[Exercise description] Produce the records below again, word for word, but stop after the line that contains "the operator out.".

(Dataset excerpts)
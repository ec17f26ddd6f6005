//! Hetzner Cloud Firewall client.
//!
//! The reconciler replaces the full rule set each cycle. Rules carrying
//! the managed tag in their description are ours to drop and regenerate;
//! everything else is preserved verbatim, and an SSH rule is kept or
//! created so a reconcile can never lock the operator out.

use std::time::Duration;

use serde::{Deserialize, Serialize};
use thiserror::Error;
use tracing::debug;

/// Description marking rules owned by this system.
pub const MANAGED_RULE_TAG: &str = "exposer";

const API_BASE: &str = "https://api.hetzner.cloud/v1";
const HTTP_TIMEOUT: Duration = Duration::from_secs(10);

/// Firewall client errors.
#[derive(Debug, Error)]
pub enum FirewallError {
    #[error("firewall management disabled (no token or firewall id)")]
    Disabled,

    #[error("firewall api returned status {status}: {body}")]
    Api {
        status: reqwest::StatusCode,
        body: String,
    },

    #[error("firewall request failed: {0}")]
    Http(#[from] reqwest::Error),
}

/// One firewall rule as the REST API represents it.
#[derive(Debug, Clone, Serialize, Deserialize, PartialEq, Eq)]
pub struct FirewallRule {
    pub direction: String,
    #[serde(default, skip_serializing_if = "Vec::is_empty")]
    pub source_ips: Vec<String>,
    pub protocol: String,
    #[serde(default, skip_serializing_if = "Option::is_none")]
    pub port: Option<String>,
    #[serde(default, skip_serializing_if = "Option::is_none")]
    pub description: Option<String>,
}

impl FirewallRule {
    /// An inbound TCP rule open to the world.
    fn open_tcp(port: &str, description: &str) -> Self {
        Self {
            direction: "in".to_string(),
            source_ips: vec!["0.0.0.0/0".to_string(), "::/0".to_string()],
            protocol: "tcp".to_string(),
            port: Some(port.to_string()),
            description: Some(description.to_string()),
        }
    }
}

#[derive(Deserialize)]
struct FirewallEnvelope {
    firewall: FirewallBody,
}

#[derive(Deserialize)]
struct FirewallBody {
    #[serde(default)]
    rules: Vec<FirewallRule>,
}

/// Client for one cloud firewall. Disabled unless both credentials are
/// present.
pub struct FirewallClient {
    token: Option<String>,
    firewall_id: Option<String>,
    http: reqwest::Client,
}

impl FirewallClient {
    pub fn new(token: Option<String>, firewall_id: Option<String>) -> Self {
        Self {
            token,
            firewall_id,
            http: reqwest::Client::builder()
                .timeout(HTTP_TIMEOUT)
                .build()
                .expect("default TLS backend"),
        }
    }

    pub fn enabled(&self) -> bool {
        self.credentials().is_some()
    }

    fn credentials(&self) -> Option<(&str, &str)> {
        match (self.token.as_deref(), self.firewall_id.as_deref()) {
            (Some(token), Some(id)) if !token.is_empty() && !id.is_empty() => Some((token, id)),
            _ => None,
        }
    }

    /// Fetch the current rule set.
    pub async fn rules(&self) -> Result<Vec<FirewallRule>, FirewallError> {
        let (token, id) = self.credentials().ok_or(FirewallError::Disabled)?;

        let response = self
            .http
            .get(format!("{API_BASE}/firewalls/{id}"))
            .bearer_auth(token)
            .send()
            .await?;

        let status = response.status();
        if !status.is_success() {
            let body = response.text().await.unwrap_or_default();
            return Err(FirewallError::Api { status, body });
        }

        let envelope: FirewallEnvelope = response.json().await?;
        Ok(envelope.firewall.rules)
    }

    /// Replace the full rule set in a single call.
    pub async fn set_rules(&self, rules: &[FirewallRule]) -> Result<(), FirewallError> {
        let (token, id) = self.credentials().ok_or(FirewallError::Disabled)?;

        let response = self
            .http
            .post(format!("{API_BASE}/firewalls/{id}/actions/set_rules"))
            .bearer_auth(token)
            .json(&serde_json::json!({ "rules": rules }))
            .send()
            .await?;

        let status = response.status();
        if !status.is_success() {
            let body = response.text().await.unwrap_or_default();
            return Err(FirewallError::Api { status, body });
        }

        Ok(())
    }

    /// Ensure the given external ports (plus SSH and the proxy's standard
    /// ports) are open. No-op when disabled.
    pub async fn ensure_ports_open(&self, ports: &[u16]) -> Result<(), FirewallError> {
        if !self.enabled() {
            debug!("firewall management disabled");
            return Ok(());
        }

        let current = self.rules().await?;
        let desired = build_rules(&current, ports);
        self.set_rules(&desired).await
    }
}

/// Build the replacement rule set: retain every rule not carrying the
/// managed tag, keep or create the SSH rule, then add the proxy's standard
/// ports and one rule per exposed external port.
pub fn build_rules(current: &[FirewallRule], ports: &[u16]) -> Vec<FirewallRule> {
    let mut rules: Vec<FirewallRule> = current
        .iter()
        .filter(|rule| rule.description.as_deref() != Some(MANAGED_RULE_TAG))
        .cloned()
        .collect();

    let has_ssh = rules
        .iter()
        .any(|rule| rule.port.as_deref() == Some("22") && rule.protocol == "tcp");
    if !has_ssh {
        rules.push(FirewallRule::open_tcp("22", "SSH"));
    }

    let mut added = std::collections::HashSet::new();
    for port in [80u16, 443] {
        if added.insert(port) {
            rules.push(FirewallRule::open_tcp(&port.to_string(), MANAGED_RULE_TAG));
        }
    }
    for port in ports {
        if added.insert(*port) {
            rules.push(FirewallRule::open_tcp(&port.to_string(), MANAGED_RULE_TAG));
        }
    }

    rules
}

#[cfg(test)]
mod tests {
    use super::*;

    fn managed(port: &str) -> FirewallRule {
        FirewallRule::open_tcp(port, MANAGED_RULE_TAG)
    }

    #[test]
    fn test_disabled_without_credentials() {
        assert!(!FirewallClient::new(None, None).enabled());
        assert!(!FirewallClient::new(Some("tok".to_string()), None).enabled());
        assert!(!FirewallClient::new(None, Some("123".to_string())).enabled());
        assert!(!FirewallClient::new(Some(String::new()), Some("123".to_string())).enabled());
        assert!(
            FirewallClient::new(Some("tok".to_string()), Some("123".to_string())).enabled()
        );
    }

    #[test]
    fn test_build_rules_from_scratch() {
        let rules = build_rules(&[], &[25565]);

        let ports: Vec<_> = rules.iter().filter_map(|r| r.port.as_deref()).collect();
        assert_eq!(ports, vec!["22", "80", "443", "25565"]);
        assert_eq!(rules[0].description.as_deref(), Some("SSH"));
        assert!(rules[1..]
            .iter()
            .all(|r| r.description.as_deref() == Some(MANAGED_RULE_TAG)));
    }

    #[test]
    fn test_build_rules_preserves_unmanaged_and_ssh() {
        let custom = FirewallRule {
            direction: "in".to_string(),
            source_ips: vec!["203.0.113.0/24".to_string()],
            protocol: "udp".to_string(),
            port: Some("51820".to_string()),
            description: Some("wireguard".to_string()),
        };
        let ssh = FirewallRule::open_tcp("22", "operator ssh");
        let stale = managed("30001");

        let rules = build_rules(&[custom.clone(), ssh.clone(), stale], &[8080]);

        assert!(rules.contains(&custom));
        // The existing SSH rule is kept as-is, not duplicated.
        assert_eq!(
            rules
                .iter()
                .filter(|r| r.port.as_deref() == Some("22"))
                .count(),
            1
        );
        assert!(rules.contains(&ssh));
        // The stale managed port is gone, the new one is present.
        assert!(!rules.iter().any(|r| r.port.as_deref() == Some("30001")));
        assert!(rules.iter().any(|r| r.port.as_deref() == Some("8080")));
    }

    #[test]
    fn test_build_rules_deduplicates_standard_ports() {
        let rules = build_rules(&[], &[80, 443, 9000]);
        let count_80 = rules.iter().filter(|r| r.port.as_deref() == Some("80")).count();
        let count_443 = rules
            .iter()
            .filter(|r| r.port.as_deref() == Some("443"))
            .count();
        assert_eq!(count_80, 1);
        assert_eq!(count_443, 1);
        assert!(rules.iter().any(|r| r.port.as_deref() == Some("9000")));
    }

    #[test]
    fn test_rule_serialization_shape() {
        let rule = FirewallRule::open_tcp("80", MANAGED_RULE_TAG);
        let json = serde_json::to_value(&rule).unwrap();
        assert_eq!(json["direction"], "in");
        assert_eq!(json["protocol"], "tcp");
        assert_eq!(json["port"], "80");
        assert_eq!(json["description"], "exposer");
        assert_eq!(json["source_ips"][0], "0.0.0.0/0");
    }

    #[tokio::test]
    async fn test_rules_error_when_disabled() {
        let client = FirewallClient::new(None, None);
        assert!(matches!(
            client.rules().await,
            Err(FirewallError::Disabled)
        ));
        // ensure_ports_open is a silent no-op instead.
        assert!(client.ensure_ports_open(&[80]).await.is_ok());
    }
}
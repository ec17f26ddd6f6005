//! Edge server binary: accepts agent connections, applies pushed desired
//! state to the service registry, and keeps HAProxy and the cloud firewall
//! reconciled with it.

use std::path::PathBuf;
use std::sync::Arc;
use std::time::Duration;

use anyhow::Context;
use clap::Parser;
use tokio::net::TcpListener;
use tokio::sync::watch;
use tracing::{error, info};
use tracing_subscriber::EnvFilter;

use exposer_automation::{Reconciler, ReconcilerConfig};
use exposer_server::{serve_agent, Forwarder, ForwarderConfig, ServiceRegistry};

/// Edge server for exposing cluster workloads to the public Internet.
#[derive(Parser, Debug)]
#[command(name = "exposer-server", version, about)]
struct Args {
    /// Address to accept agent connections on (tunnel side).
    #[arg(long, env = "EXPOSER_LISTEN_ADDR", default_value = "10.0.0.1:9090")]
    listen_addr: String,

    /// Start of the fallback port allocation range.
    #[arg(long, env = "EXPOSER_PORT_RANGE_START", default_value_t = 30000)]
    port_range_start: u16,

    /// End of the fallback port allocation range.
    #[arg(long, env = "EXPOSER_PORT_RANGE_END", default_value_t = 32767)]
    port_range_end: u16,

    /// Name of the tunnel-facing network interface.
    #[arg(long, env = "EXPOSER_TUNNEL_INTERFACE", default_value = "wg0")]
    tunnel_interface: String,

    /// Public domain suffix for exposed subdomains.
    #[arg(long, env = "EXPOSER_DOMAIN", default_value = "example.com")]
    domain: String,

    /// HAProxy runtime API socket.
    #[arg(long, env = "EXPOSER_HAPROXY_SOCKET", default_value = "/var/run/haproxy.sock")]
    haproxy_socket: PathBuf,

    /// HAProxy domain-to-backend map file.
    #[arg(long, env = "EXPOSER_HAPROXY_MAP", default_value = "/etc/haproxy/domains.map")]
    haproxy_map: PathBuf,

    /// Generated HAProxy configuration file.
    #[arg(long, env = "EXPOSER_HAPROXY_CONFIG", default_value = "/etc/haproxy/haproxy.cfg")]
    haproxy_config: PathBuf,

    /// Directory scanned for TLS certificates (.pem).
    #[arg(long, env = "EXPOSER_CERT_DIR", default_value = "/etc/ssl/private")]
    cert_dir: PathBuf,

    /// Cloud firewall API token. Firewall management is disabled unless
    /// both the token and the firewall id are set.
    #[arg(long, env = "EXPOSER_FIREWALL_TOKEN")]
    firewall_token: Option<String>,

    /// Cloud firewall id.
    #[arg(long, env = "EXPOSER_FIREWALL_ID")]
    firewall_id: Option<String>,

    /// Reconciliation interval in seconds.
    #[arg(long, env = "EXPOSER_RECONCILE_INTERVAL", default_value_t = 30)]
    reconcile_interval: u64,

    /// Log filter (tracing EnvFilter syntax).
    #[arg(long, env = "RUST_LOG", default_value = "info")]
    log_level: String,
}

#[tokio::main]
async fn main() -> anyhow::Result<()> {
    let args = Args::parse();

    tracing_subscriber::fmt()
        .with_env_filter(EnvFilter::try_new(&args.log_level).context("invalid log filter")?)
        .init();

    info!(
        listen_addr = %args.listen_addr,
        tunnel_interface = %args.tunnel_interface,
        port_range = format!("{}-{}", args.port_range_start, args.port_range_end),
        domain = %args.domain,
        "starting exposer server"
    );

    let (shutdown_tx, shutdown_rx) = watch::channel(false);
    spawn_signal_handler(shutdown_tx);

    let forwarder = Arc::new(Forwarder::new(ForwarderConfig {
        tunnel_interface: args.tunnel_interface.clone(),
        ..ForwarderConfig::default()
    }));

    let registry = Arc::new(ServiceRegistry::new(
        args.port_range_start,
        args.port_range_end,
        forwarder.clone(),
    ));

    let reconciler = Arc::new(Reconciler::new(ReconcilerConfig {
        haproxy_socket: args.haproxy_socket,
        haproxy_map: args.haproxy_map,
        haproxy_config: args.haproxy_config,
        cert_dir: args.cert_dir,
        firewall_token: args.firewall_token,
        firewall_id: args.firewall_id,
        domain: args.domain,
        interval: Duration::from_secs(args.reconcile_interval),
        ..ReconcilerConfig::default()
    }));

    let reconciler_task = {
        let reconciler = reconciler.clone();
        let registry = registry.clone();
        let shutdown = shutdown_rx.clone();
        tokio::spawn(async move {
            let source: exposer_automation::ServiceSource = Arc::new(move || {
                let registry = registry.clone();
                Box::pin(async move { registry.services().await })
            });
            reconciler.run(shutdown, source).await
        })
    };

    let listener = TcpListener::bind(&args.listen_addr)
        .await
        .with_context(|| format!("failed to bind agent listener on {}", args.listen_addr))?;
    info!(addr = %args.listen_addr, "listening for agent connections");

    let accept_loop = {
        let registry = registry.clone();
        let shutdown = shutdown_rx.clone();
        async move {
            loop {
                match listener.accept().await {
                    Ok((stream, peer)) => {
                        info!(agent = %peer, "agent connected");
                        tokio::spawn(serve_agent(
                            stream,
                            peer,
                            registry.clone(),
                            shutdown.clone(),
                        ));
                    }
                    Err(e) => error!(error = %e, "failed to accept agent connection"),
                }
            }
        }
    };

    let mut shutdown = shutdown_rx;
    tokio::select! {
        _ = shutdown.changed() => info!("shutting down gracefully"),
        result = reconciler_task => {
            match result {
                Ok(Err(e)) => {
                    registry.close().await;
                    forwarder.close();
                    anyhow::bail!("reconciler failed: {e}");
                }
                Ok(Ok(())) => info!("reconciler stopped"),
                Err(e) => error!(error = %e, "reconciler task aborted"),
            }
        }
        _ = accept_loop => unreachable!("accept loop never returns"),
    }

    registry.close().await;
    forwarder.close();
    info!("server stopped");
    Ok(())
}

fn spawn_signal_handler(shutdown: watch::Sender<bool>) {
    tokio::spawn(async move {
        let ctrl_c = tokio::signal::ctrl_c();
        #[cfg(unix)]
        {
            let mut term =
                match tokio::signal::unix::signal(tokio::signal::unix::SignalKind::terminate()) {
                    Ok(term) => term,
                    Err(e) => {
                        error!(error = %e, "failed to install SIGTERM handler");
                        let _ = ctrl_c.await;
                        let _ = shutdown.send(true);
                        return;
                    }
                };
            tokio::select! {
                _ = ctrl_c => info!("received interrupt"),
                _ = term.recv() => info!("received termination signal"),
            }
        }
        #[cfg(not(unix))]
        {
            let _ = ctrl_c.await;
            info!("received interrupt");
        }
        let _ = shutdown.send(true);
    });
}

[Written solution]
repository ec17f26ddd6f6005
//! Hetzner Cloud Firewall client.
//!
//! The reconciler replaces the full rule set each cycle. Rules carrying
//! the managed tag in their description are ours to drop and regenerate;
//! everything else is preserved verbatim, and an SSH rule is kept or
//! created so a reconcile can never lock the operator out.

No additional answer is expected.